DOCUMENTS

Declare Zim run-off "null and void" - Tsvangirai

MDC leader says his country is facing catastrophe

WASHINGTON (Sapa-AFP) - Zimbabwe opposition leader Morgan Tsvangirai on Monday told US media that the international community should declare presidential elections "null and void" and organize a new vote.

"We have called upon (outside governments) -- in this unprecedented situation -- to intervene to ensure that the elections are declared null and void if they can do that, and special elections are then organized in a free and fair atmosphere," Tsvangirai told CNN by telephone, without saying where he was speaking from.

CNN said the man speaking on the phone was Tsvangirai, who pulled out of Friday's run-off election citing political violence and took refuge on Monday at the Dutch embassy in Harare.

World leaders have condemned Zimbabwe President Robert Mugabe while the opposition says more than 80 of its supporters have been killed in a campaign of intimidation ahead of the vote and thousands injured.
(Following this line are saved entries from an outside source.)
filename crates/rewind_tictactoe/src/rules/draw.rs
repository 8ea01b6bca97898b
//! Draw detection logic for tic-tac-toe.

use super::super::{Board, Square};

/// Checks if the board is full (all squares occupied).
///
/// A full board with no winner is a draw.
pub fn is_full(board: &Board) -> bool {
    board.squares().iter().all(|s| *s != Square::Empty)
}
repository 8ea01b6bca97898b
//! Game rules for tic-tac-toe.
//!
//! Pure functions for classifying a single board snapshot. Rules are
//! separated from the history engine so they can be tested and composed
//! on their own.

pub mod draw;
pub mod win;

pub use draw::is_full;
pub use win::{LINES, Win, check_winner};

use super::Board;
use serde::{Deserialize, Serialize};
use tracing::instrument;

/// Classification of one board snapshot.
#[derive(Debug, Clone, Copy, PartialEq, Eq, Serialize, Deserialize)]
pub enum Evaluation {
    /// No winning line and at least one empty square.
    InProgress,
    /// A player completed a line.
    Won(Win),
    /// Board is full with no winning line.
    Draw,
}

impl Evaluation {
    /// Returns true for won and drawn boards.
    pub fn is_terminal(&self) -> bool {
        !matches!(self, Evaluation::InProgress)
    }

    /// Returns the win, if any.
    pub fn win(&self) -> Option<Win> {
        match self {
            Evaluation::Won(win) => Some(*win),
            _ => None,
        }
    }
}

/// Evaluates a board: win first, then draw, otherwise in progress.
///
/// A board is only drawn once every square is filled; there is no early
/// stalemate detection.
#[instrument(skip(board))]
pub fn evaluate(board: &Board) -> Evaluation {
    if let Some(win) = check_winner(board) {
        Evaluation::Won(win)
    } else if is_full(board) {
        Evaluation::Draw
    } else {
        Evaluation::InProgress
    }
}
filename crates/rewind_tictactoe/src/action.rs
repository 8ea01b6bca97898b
//! Moves and the reasons an action can be turned down.

use super::phases::Outcome;
use super::{Player, Position};
use serde::{Deserialize, Serialize};

/// A move in tic-tac-toe: a player placing their mark at a position.
#[derive(Debug, Clone, Copy, PartialEq, Eq, Hash, Serialize, Deserialize)]
pub struct Move {
    /// The player making the move.
    pub player: Player,
    /// The position where the player places their mark.
    pub position: Position,
}

impl Move {
    /// Creates a new move.
    pub fn new(player: Player, position: Position) -> Self {
        Self { player, position }
    }
}

impl std::fmt::Display for Move {
    fn fmt(&self, f: &mut std::fmt::Formatter<'_>) -> std::fmt::Result {
        write!(f, "{} -> {}", self.player, self.position.label())
    }
}

/// Why the engine would ignore a move or a jump.
///
/// The engine's mutators never return this; it comes from the
/// `validate_*` queries so a caller can disable an action up front.
#[derive(Debug, Clone, Copy, PartialEq, Eq, derive_more::Display)]
pub enum MoveRejection {
    /// The cell index is not on the board.
    #[display("Cell {} is off the board (must be 0-8)", _0)]
    OutOfRange(usize),

    /// The square at the position is already occupied.
    #[display("Square {} is already occupied", _0)]
    SquareOccupied(Position),

    /// The displayed snapshot is already won or drawn.
    #[display("Game is already over ({})", _0)]
    GameOver(Outcome),

    /// The history entry does not exist.
    #[display("History entry {} does not exist (history has {} entries)", index, len)]
    HistoryOutOfRange {
        /// Requested entry.
        index: usize,
        /// Current history length.
        len: usize,
    },
}

impl std::error::Error for MoveRejection {}
//! Cursor movement for keyboard navigation.

use crossterm::event::KeyCode;
use rewind_tictactoe::Position;

/// Moves cursor based on arrow keys, stopping at the board edge.
pub fn move_cursor(cursor: Position, key: KeyCode) -> Position {
    let step = match key {
        KeyCode::Up => (-1, 0),
        KeyCode::Down => (1, 0),
        KeyCode::Left => (0, -1),
        KeyCode::Right => (0, 1),
        _ => return cursor,
    };
    cursor.offset(step.0, step.1).unwrap_or(cursor)
}

/// Maps a digit key `1`-`9` to a board cell index `0`-`8`.
pub fn cell_for_digit(key: KeyCode) -> Option<usize> {
    match key {
        KeyCode::Char(c @ '1'..='9') => c.to_digit(10).map(|d| d as usize - 1),
        _ => None,
    }
}

#[cfg(test)]
mod tests {
    use super::*;

    #[test]
    fn test_arrows_move_one_cell() {
        assert_eq!(move_cursor(Position::Center, KeyCode::Up), Position::TopCenter);
        assert_eq!(move_cursor(Position::Center, KeyCode::Down), Position::BottomCenter);
        assert_eq!(move_cursor(Position::Center, KeyCode::Left), Position::MiddleLeft);
        assert_eq!(move_cursor(Position::Center, KeyCode::Right), Position::MiddleRight);
    }

    #[test]
    fn test_edges_clamp() {
        assert_eq!(move_cursor(Position::TopLeft, KeyCode::Up), Position::TopLeft);
        assert_eq!(move_cursor(Position::TopLeft, KeyCode::Left), Position::TopLeft);
        assert_eq!(move_cursor(Position::BottomRight, KeyCode::Down), Position::BottomRight);
        assert_eq!(move_cursor(Position::MiddleRight, KeyCode::Right), Position::MiddleRight);
    }

    #[test]
    fn test_other_keys_ignored() {
        assert_eq!(move_cursor(Position::Center, KeyCode::Char('x')), Position::Center);
    }

    #[test]
    fn test_digits() {
        assert_eq!(cell_for_digit(KeyCode::Char('1')), Some(0));
        assert_eq!(cell_for_digit(KeyCode::Char('9')), Some(8));
        assert_eq!(cell_for_digit(KeyCode::Char('0')), None);
        assert_eq!(cell_for_digit(KeyCode::Enter), None);
    }
}
//! Rewind - terminal tic-tac-toe with a jumpable move history.

#![warn(missing_docs)]
#![forbid(unsafe_code)]

mod app;
mod cli;
mod config;
mod input;
mod terminal;
mod ui;

use anyhow::{Context, Result};
use clap::Parser;
use crossterm::event::{self, Event, KeyEventKind};
use std::sync::Arc;
use tracing::{debug, error, info, instrument};
use tracing_subscriber::EnvFilter;

use app::App;
use cli::Cli;
use config::TuiConfig;
use terminal::Tui;

fn main() -> Result<()> {
    // Load .env file
    dotenvy::dotenv().ok();

    let cli = Cli::parse();
    let config = TuiConfig::load(cli.config.as_deref())
        .context("Failed to load configuration")?
        .with_cli(&cli);

    init_tracing(&config)?;
    info!(?config, "Starting rewind TUI");

    let mut app = App::new(&config);

    let mut tui = terminal::init()?;
    let res = run_app(&mut tui, &mut app);
    let restored = terminal::restore();

    if let Err(err) = &res {
        error!(error = ?err, "Event loop error");
    }
    if let Err(err) = &restored {
        error!(error = %err, "Failed to restore terminal");
    }
    info!(moves = app.game().history_len() - 1, "Exiting rewind TUI");

    res?;
    restored.context("Failed to restore terminal")
}

/// Logs go to a file so they don't interfere with the alternate screen.
fn init_tracing(config: &TuiConfig) -> Result<()> {
    let log_file = std::fs::File::create(config.log_file()).with_context(|| {
        format!("Failed to create log file {}", config.log_file().display())
    })?;

    let _ = tracing_subscriber::fmt()
        .with_env_filter(
            EnvFilter::try_from_default_env()
                .unwrap_or_else(|_| EnvFilter::new(config.log_filter())),
        )
        .with_writer(Arc::new(log_file))
        .with_ansi(false)
        .try_init();

    Ok(())
}

/// Draw, read one key, repeat until the app asks to quit.
#[instrument(skip_all)]
fn run_app(terminal: &mut Tui, app: &mut App) -> Result<()> {
    while !app.should_quit() {
        terminal.draw(|f| ui::draw(f, app))?;

        if let Event::Key(key) = event::read()?
            && key.kind == KeyEventKind::Press
        {
            debug!(code = ?key.code, "Key pressed");
            app.handle_key(key.code);
        }
    }
    Ok(())
}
Apart from new elections, Tsvangirai called on the international community under the leadership of the African Union to push for "some form of a negotiated settlement that will see Zimbabwe go through some form of transition," he said.

Speaking as UN Security Council members conferred on the mounting violence, Tsvangirai said in another interview with National Public Radio that he had pulled out of the run-off because the vote was a sham being orchestrated by Mugabe.

"There's nothing that is going to change the outcome," he told NPR.

"He (Mugabe) has already declared that he will not accept the opposition victory, he's not going to hand over power and that he's going to go to war if he lost.

"Under those circumstances, Mugabe has determined that he wants to stay in power forever and ever."
Tsvangirai said he wanted to see the Security Council renounce the election as well as launch an investigation into human rights abuses to hold Mugabe's government to account.

He said he was encouraged by the response of the head of the South African Development Community, saying the organization had a crucial role to play.

"My assessment is that if there is a collective position by all SADC leaders, that will be sufficient pressure" to force Mugabe to change course and hold a new vote, he said.

The run-off election on Friday without the opposition leader in the race would be "illegitimate" and opposition supporters would not go to the polls, Tsvangirai said.

The leader of the Movement for a Democratic Change said his country was facing catastrophe, with millions more likely to flee.

"So my fear is that the people of Zimbabwe will become more desperate and, in fact, if we have three million or four million Zimbabweans leaving, we are likely to double the figure because no one will feel safe to stay in the country," he told CNN.